The   relaxation of  the  bulk liquids is  controlled  by  dipole-dipole  interactions. Consequently,  the response is  directly proportional to  liquid viscosity and inversely to absolute temperature. In addition, the response of brine depends on the type of  salts  dissolved. As,  the  presence of  small  concentrations paramagnetic ions  (mn+2) or ferromagnetic ions  reduces water response substantially. The  combination of the long  bulk relaxation time and the tendency of water to fill the small pores are the main reasons for  the domination of  the surface relaxation mechanism on  the brine relaxation in porous media.

 

 

4.2.  Oil response

 

 

Oil is a mixture of different liquid hydrocarbons components and series. Therefore, oil is expected to  have board distribution without unique peak characterizing the fluid type as  in  pure fluids. The  more heterogeneous  oil  composition is  the more broad the oil response would be.  The  fractions of the light and heavy component in oil determine whether the oil will relax fast due to the heavy components or  relax slowly due to  light components. Moving to  the nanoscale pores,  the wettability of the surface determines  which fluid will  be  affected by  surface interactions. However, Minh et al. [5] suggested that the relaxation of  heavy oil  will  be  dominated by  bulk relaxation mechanism regardless of the wettability of the pore due to  the short bulk relaxation of heavy oil. Based  on their simulation results, they set 100cps   as   the  dividing value. Higher than this value, the wettability effect is considered negligible. Based on experimental study results, Tinni  et al. [26]  agreed that the heavy oil response will not be affected by the surface relaxation. On the other hand, the bulk decay exponent is  comparable to  the surface decay exponent in light oil. So wettability will determine the essence of the relaxation mechanisms involved.

 

 

4.3.  Gas response

 

 

Dunn et al. [14]  showed that the relaxation behavior of gas will  not follow the same behavior of liquids. As the bulk relaxation of  gas  will   be  dominated by  spin-rotation interactions.

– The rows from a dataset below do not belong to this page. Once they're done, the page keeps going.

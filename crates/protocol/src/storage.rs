//! Transfer-progress records owned by the File Storage Service.
//!
//! FSS is the authority on physical transfer state; the upload engine only
//! reads these shapes and reacts to them.

use serde::{Deserialize, Serialize};

/// State of a physical transfer as reported by FSS.
#[derive(Debug, Clone, Copy, PartialEq, Eq, Serialize, Deserialize)]
#[serde(rename_all = "SCREAMING_SNAKE_CASE")]
pub enum FssStatus {
    /// Server discarded partial state; the upload must be re-registered.
    Inactive,
    /// Chunks are being accepted.
    Working,
    /// All chunks are in but finalize has not succeeded yet.
    Retry,
    /// Bytes committed and verified.
    Complete,
    Error,
}

/// Per-chunk acceptance state within an upload.
#[derive(Debug, Clone, Copy, PartialEq, Eq, Serialize, Deserialize)]
#[serde(rename_all = "SCREAMING_SNAKE_CASE")]
pub enum ChunkStatus {
    Pending,
    Working,
    Complete,
    Error,
}

/// Upload registration metadata sent alongside name and size.
#[derive(Debug, Clone, Default, PartialEq, Serialize, Deserialize)]
#[serde(rename_all = "camelCase")]
pub struct RegisterUploadMeta {
    pub original_path: String,
    #[serde(default, skip_serializing_if = "Option::is_none")]
    pub last_modified_ms: Option<i64>,
    /// Ask the backend to ingest the file directly from the shared mount
    /// instead of receiving streamed bytes.
    #[serde(default, skip_serializing_if = "is_false")]
    pub local_nas_shortcut: bool,
}

fn is_false(v: &bool) -> bool {
    !*v
}

/// Authoritative transfer-progress record for one upload.
#[derive(Debug, Clone, PartialEq, Serialize, Deserialize)]
#[serde(rename_all = "camelCase")]
pub struct FssUploadRecord {
    pub upload_id: String,
    pub status: FssStatus,
    pub chunk_size: i64,
    #[serde(default, skip_serializing_if = "Vec::is_empty")]
    pub chunk_statuses: Vec<ChunkStatus>,
    pub current_file_size: i64,
    pub file_size: i64,
}

impl FssUploadRecord {
    /// 1-based numbers of chunks the server has already accepted.
    ///
    /// A resumed transfer must never re-send these.
    pub fn complete_chunks(&self) -> Vec<i32> {
        self.chunk_statuses
            .iter()
            .enumerate()
            .filter(|(_, s)| **s == ChunkStatus::Complete)
            .map(|(i, _)| i as i32 + 1)
            .collect()
    }

    /// Returns `true` once every chunk is accepted.
    pub fn all_chunks_complete(&self) -> bool {
        !self.chunk_statuses.is_empty()
            && self
                .chunk_statuses
                .iter()
                .all(|s| *s == ChunkStatus::Complete)
    }
}

/// Server acknowledgement of one chunk.
#[derive(Debug, Clone, PartialEq, Serialize, Deserialize)]
#[serde(rename_all = "camelCase")]
pub struct ChunkAck {
    pub upload_id: String,
    pub chunk_number: i32,
}

/// Server-side view of one chunk, readable after acknowledgement.
///
/// `cumulative_md5` covers all bytes through this chunk, in offset order;
/// it is only meaningful once this chunk and every prior one are accepted.
#[derive(Debug, Clone, PartialEq, Serialize, Deserialize)]
#[serde(rename_all = "camelCase")]
pub struct ChunkInfo {
    pub chunk_number: i32,
    pub cumulative_md5: String,
    pub size: i64,
    pub status: ChunkStatus,
}

/// Outcome of whole-object verification.
#[derive(Debug, Clone, PartialEq, Serialize, Deserialize)]
#[serde(rename_all = "camelCase")]
pub struct FinalizeResult {
    pub error_count: i32,
    pub chunk_number: i32,
    pub upload_id: String,
}

/// Attributes of a committed file, produced after a successful finalize.
#[derive(Debug, Clone, PartialEq, Serialize, Deserialize)]
#[serde(rename_all = "camelCase")]
pub struct FileAttributes {
    pub file_id: String,
    pub local_path: String,
    pub name: String,
    pub size: i64,
    pub md5: String,
}

#[cfg(test)]
mod tests {
    use super::*;

    fn record(statuses: Vec<ChunkStatus>) -> FssUploadRecord {
        FssUploadRecord {
            upload_id: "fss-1".into(),
            status: FssStatus::Working,
            chunk_size: 1024,
            chunk_statuses: statuses,
            current_file_size: 0,
            file_size: 4096,
        }
    }

    #[test]
    fn fss_status_wire_names() {
        let json = serde_json::to_string(&FssStatus::Inactive).unwrap();
        assert_eq!(json, "\"INACTIVE\"");
        let parsed: FssStatus = serde_json::from_str("\"RETRY\"").unwrap();
        assert_eq!(parsed, FssStatus::Retry);
    }

    #[test]
    fn complete_chunks_are_one_based() {
        let rec = record(vec![
            ChunkStatus::Complete,
            ChunkStatus::Pending,
            ChunkStatus::Complete,
            ChunkStatus::Working,
        ]);
        assert_eq!(rec.complete_chunks(), vec![1, 3]);
        assert!(!rec.all_chunks_complete());
    }

    #[test]
    fn all_complete_requires_nonempty() {
        assert!(!record(vec![]).all_chunks_complete());
        assert!(record(vec![ChunkStatus::Complete; 3]).all_chunks_complete());
    }

    #[test]
    fn record_json_roundtrip() {
        let rec = record(vec![ChunkStatus::Complete, ChunkStatus::Working]);
        let json = serde_json::to_string(&rec).unwrap();
        assert!(json.contains("\"uploadId\":\"fss-1\""));
        let parsed: FssUploadRecord = serde_json::from_str(&json).unwrap();
        assert_eq!(rec, parsed);
    }
}
//! Upload orchestration state machine.
//!
//! The orchestrator is the only writer of job status. It drives the whole
//! lifecycle: initiate → upload → retry → cancel → complete, delegating
//! byte transfer to the chunked reader and all remote state to the FSS and
//! JSS ports.

use std::collections::{HashMap, HashSet};
use std::path::Path;
use std::sync::{Arc, Mutex};

use biofile_protocol::{
    FinalizeResult, FssStatus, FssUploadRecord, JobPatch, JobSpec, JobStatus, RegisterUploadMeta,
    UploadFileSpec, UploadJob,
};
use biofile_transfer::{Chunk, ChunkReader, DEFAULT_CHUNK_SIZE};
use tokio::sync::{Semaphore, mpsc};
use tokio::task::JoinSet;
use tokio_util::sync::CancellationToken;
use tracing::{debug, error, info, warn};

use crate::clients::{JobClient, MetadataClient, StorageClient};
use crate::config::UploaderConfig;
use crate::error::UploadError;
use crate::events::UploadEvent;

/// Error message recorded on a job cancelled by the user, distinct from a
/// generic failure.
const CANCELLED_BY_USER: &str = "Cancelled by user";

/// What `retry` should do for one file, decided from a snapshot of the FSS
/// record. Deriving this in one place keeps call sites from re-deriving the
/// answer out of two separately evolving status enums.
#[derive(Debug, Clone, Copy, PartialEq, Eq)]
enum ResumeAction {
    /// Server discarded partial state (or errored out); re-register and
    /// restart the transfer under a new upload id.
    Restart,
    /// Transfer is mid-stream; send only the chunks the server lacks.
    ResumeStream,
    /// Every chunk is in but finalize failed; re-run finalize only, without
    /// touching the source file.
    RetryFinalize,
    /// Bytes already committed; only attributes and metadata remain.
    AlreadyComplete,
}

impl ResumeAction {
    fn from_record(record: &FssUploadRecord) -> Self {
        match record.status {
            FssStatus::Working => ResumeAction::ResumeStream,
            FssStatus::Retry => ResumeAction::RetryFinalize,
            FssStatus::Complete => ResumeAction::AlreadyComplete,
            FssStatus::Inactive | FssStatus::Error => ResumeAction::Restart,
        }
    }
}

fn ensure_finalized(result: &FinalizeResult) -> Result<(), UploadError> {
    if result.error_count > 0 {
        return Err(UploadError::Finalize {
            upload_id: result.upload_id.clone(),
            error_count: result.error_count,
        });
    }
    Ok(())
}

/// Bytes covered by 1-based chunk `number` of a file.
fn chunk_bytes(number: i32, chunk_size: i64, file_size: i64) -> i64 {
    let start = (i64::from(number) - 1) * chunk_size;
    (file_size - start).clamp(0, chunk_size)
}

/// Drives uploads into the file management system.
pub struct UploadOrchestrator {
    fss: Arc<dyn StorageClient>,
    jss: Arc<dyn JobClient>,
    mms: Arc<dyn MetadataClient>,
    config: UploaderConfig,
    events_tx: mpsc::Sender<UploadEvent>,
    events_rx: Option<mpsc::Receiver<UploadEvent>>,
    /// Transfers running in this process, job id → cancellation token.
    active: Mutex<HashMap<String, CancellationToken>>,
}
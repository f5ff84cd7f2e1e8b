//! Triangle iteration over indexed and non-indexed meshes.

use glam::{Vec2, Vec3};
use tracing::debug;

use crate::mesh::Mesh;

/// One corner of a face: the vertex's index, position and UV.
#[derive(Clone, Copy, Debug, PartialEq)]
pub struct VertexRef {
    /// Index into the mesh's vertex attributes.
    pub index: u32,
    /// 3D position.
    pub position: Vec3,
    /// Texture coordinate.
    pub uv: Vec2,
}

/// Walks the triangular faces of a [`Mesh`] in buffer order.
///
/// Indexed meshes are grouped by consecutive index triples, non-indexed
/// meshes by consecutive vertex triples. The order is stable, so identical
/// inputs always paint identically. A trailing partial triple is ignored and
/// faces that reference a missing vertex are skipped.
#[derive(Clone, Copy)]
pub struct FaceWalker<'a> {
    mesh: &'a Mesh,
}

impl<'a> FaceWalker<'a> {
    /// Create a walker over `mesh`.
    pub fn new(mesh: &'a Mesh) -> Self {
        Self { mesh }
    }

    /// Iterate over all valid faces.
    pub fn faces(&self) -> Faces<'a> {
        Faces {
            mesh: self.mesh,
            next: 0,
            count: self.mesh.face_count(),
        }
    }

    /// Call `visit` once per valid face.
    pub fn for_each_face(&self, mut visit: impl FnMut(&[VertexRef; 3])) {
        for face in self.faces() {
            visit(&face);
        }
    }
}

/// Call `visit` once per valid face of `mesh`.
pub fn for_each_face(mesh: &Mesh, visit: impl FnMut(&[VertexRef; 3])) {
    FaceWalker::new(mesh).for_each_face(visit);
}

/// Iterator returned by [`FaceWalker::faces`].
pub struct Faces<'a> {
    mesh: &'a Mesh,
    next: usize,
    count: usize,
}

impl Faces<'_> {
    fn corner_indices(&self, face: usize) -> [u32; 3] {
        match &self.mesh.indices {
            Some(indices) => [indices[face * 3], indices[face * 3 + 1], indices[face * 3 + 2]],
            None => {
                let base = (face * 3) as u32;
                [base, base + 1, base + 2]
            }
        }
    }
}

impl Iterator for Faces<'_> {
    type Item = [VertexRef; 3];

    fn next(&mut self) -> Option<Self::Item> {
        let vertex_count = self.mesh.vertex_count();
        while self.next < self.count {
            let face = self.next;
            self.next += 1;

            let corners = self.corner_indices(face);
            if corners.iter().any(|&i| i as usize >= vertex_count) {
                debug!(face, ?corners, vertex_count, "skipping face with missing vertex");
                continue;
            }

            return Some(corners.map(|index| VertexRef {
                index,
                position: self.mesh.positions[index as usize],
                uv: self.mesh.uvs[index as usize],
            }));
        }
        None
    }

    fn size_hint(&self) -> (usize, Option<usize>) {
        (0, Some(self.count - self.next))
    }
}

Therefore, the  response  is  directly  proportional  to   absolute temperature and inversely to fluid viscosity. Moreover, the T1 relaxation dependence on temperature and pressure is opposite to  the situation in  liquids. T1   is  directly proportional  to  the pressure and inversely to the temperature. Moving to relaxation in shale, the situation is more complicated with the introduction of adsorbed gas  to  the system. As, gas  diffusion coefficient will depend on  the diffusion of adsorbed phase, free  phase and the exchange between them. Ref. [29]  studied the gas  dynamics in Shale.   Their  study proposes a  new restricted diffusion model. However the experimental results do  not present the diffusion in confined nanopores due to the limited resolution of the used machines. They  claims that T1  and T2  are  controlled by  dipole interactions between gas  protons and paramagnetic impurities in   the  surface. However,  Washburn  [18]   suggested that the relaxation might be  due to  homonuclear coupling between gas protons and protons on  the surface.

 

 

5.  Interpretation methods

 

 

The complex structure and heterogeneous composition of shale require the  manipulation of  more than one dimension (1-D) distribution to identify the different fluids present in the pores. In addition, the overlap between the fluid relaxation peaks would confound fluid typing methods, for example, the overlap between heavy oil peak and water peak considering 1-D interpretation. Also, Kausik et al. [27] reported an overlap between oil signal (6e20 ms) and methane signal (10e20 ms). However, the implementation of two-dimension (2-D) methods provide better differentiation between the fluid peaks and in some cases may capture clay particles and organic matter response. Unfortunately, there are  two expected weaknesses in these methods: I) the wide range of oil viscosities leads to indefinite signature. ii) All these methods do not distinguish between free  and adsorbed gas  fractions. In this section, different interpretation methods will be discussed.

 

 

5.1.  1-D method

 

 

There are two methods counting on  only  1-D  measurement. The  first method is simply based on  the T1  contrast among the fluids (dual TW  method). This  method  involves polarizing the sample with short and long  wait times. Water protons are polarized  in the two times, but the hydrocarbons will be polarized only during the long  time. So the differential response will  define the hydrocarbon response (light oil or gas).  The  second method depends on  the contrast among the diffusion coefficients of fluids (dual TE method). Based  on the Equation (2) if the T2 measurement was performed with different TE the responses will  be  different. The  differential response can  be  used to identify the fluids. This method  identifies the  gas   response and measures its  volume accurately. Xie and Xiao  [30]  proved from numerical simulation that water response in  large pores will  not be  identified by  TW method and there will be an overlap between the responses of gas in small pores and irreducible water using TE method. These results suggest the use  of 2-D methods for better resolution.

 

 

5.2.  2-D methods

 

 

2-D methods will overcome most drawbacks encountered in  1-D methods. These methods  include  plotting  diffusion distributions versus T1 or T2, T1 versus T2 and T2SEC versus T1/T2. These methods  yield better  fluid  typing  by  providing more contrasts between the fluids peaks reveal the overlaps between the fluids signatures.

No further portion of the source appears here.